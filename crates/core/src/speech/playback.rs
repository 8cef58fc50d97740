use std::path::Path;
use std::process::Stdio;

use async_trait::async_trait;

#[derive(Debug, thiserror::Error)]
pub enum PlaybackError {
    #[error("player could not start: {0}")]
    Spawn(String),
    #[error("player exited with {0}")]
    Failed(String),
}

/// Plays one clip to completion. Dropping the future stops playback.
#[async_trait]
pub trait AudioSink: Send + Sync {
    async fn play(&self, clip: &Path) -> Result<(), PlaybackError>;
}

/// Plays clips through an external player (ffplay by default).
pub struct CommandPlayer {
    command: Vec<String>,
}

impl CommandPlayer {
    pub fn new(command: Vec<String>) -> Self {
        Self { command }
    }
}

#[async_trait]
impl AudioSink for CommandPlayer {
    async fn play(&self, clip: &Path) -> Result<(), PlaybackError> {
        let (program, leading) = self
            .command
            .split_first()
            .ok_or_else(|| PlaybackError::Spawn("no player command configured".into()))?;

        // kill_on_drop: an aborted task takes the player process with it
        let mut child = tokio::process::Command::new(program)
            .args(leading)
            .arg(clip)
            .stdin(Stdio::null())
            .stdout(Stdio::null())
            .stderr(Stdio::null())
            .kill_on_drop(true)
            .spawn()
            .map_err(|e| PlaybackError::Spawn(format!("{program}: {e}")))?;

        let status = child.wait().await.map_err(|e| PlaybackError::Failed(e.to_string()))?;
        if status.success() {
            Ok(())
        } else {
            Err(PlaybackError::Failed(status.to_string()))
        }
    }
}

- - - - - - -

_Work to be completed:_ Nothing in the data should be left out when you retype it exactly.

_Reply:_
filename crates/core/src/speech/playback.rs
repository 8cef58fc50d97740
use std::path::Path;
use std::process::Stdio;

use async_trait::async_trait;

#[derive(Debug, thiserror::Error)]
pub enum PlaybackError {
    #[error("player could not start: {0}")]
    Spawn(String),
    #[error("player exited with {0}")]
    Failed(String),
}

/// Plays one clip to completion. Dropping the future stops playback.
#[async_trait]
pub trait AudioSink: Send + Sync {
    async fn play(&self, clip: &Path) -> Result<(), PlaybackError>;
}

/// Plays clips through an external player (ffplay by default).
pub struct CommandPlayer {
    command: Vec<String>,
}

impl CommandPlayer {
    pub fn new(command: Vec<String>) -> Self {
        Self { command }
    }
}

#[async_trait]
impl AudioSink for CommandPlayer {
    async fn play(&self, clip: &Path) -> Result<(), PlaybackError> {
        let (program, leading) = self
            .command
            .split_first()
            .ok_or_else(|| PlaybackError::Spawn("no player command configured".into()))?;

        // kill_on_drop: an aborted task takes the player process with it
        let mut child = tokio::process::Command::new(program)
            .args(leading)
            .arg(clip)
            .stdin(Stdio::null())
            .stdout(Stdio::null())
            .stderr(Stdio::null())
            .kill_on_drop(true)
            .spawn()
            .map_err(|e| PlaybackError::Spawn(format!("{program}: {e}")))?;

        let status = child.wait().await.map_err(|e| PlaybackError::Failed(e.to_string()))?;
        if status.success() {
            Ok(())
        } else {
            Err(PlaybackError::Failed(status.to_string()))
        }
    }
}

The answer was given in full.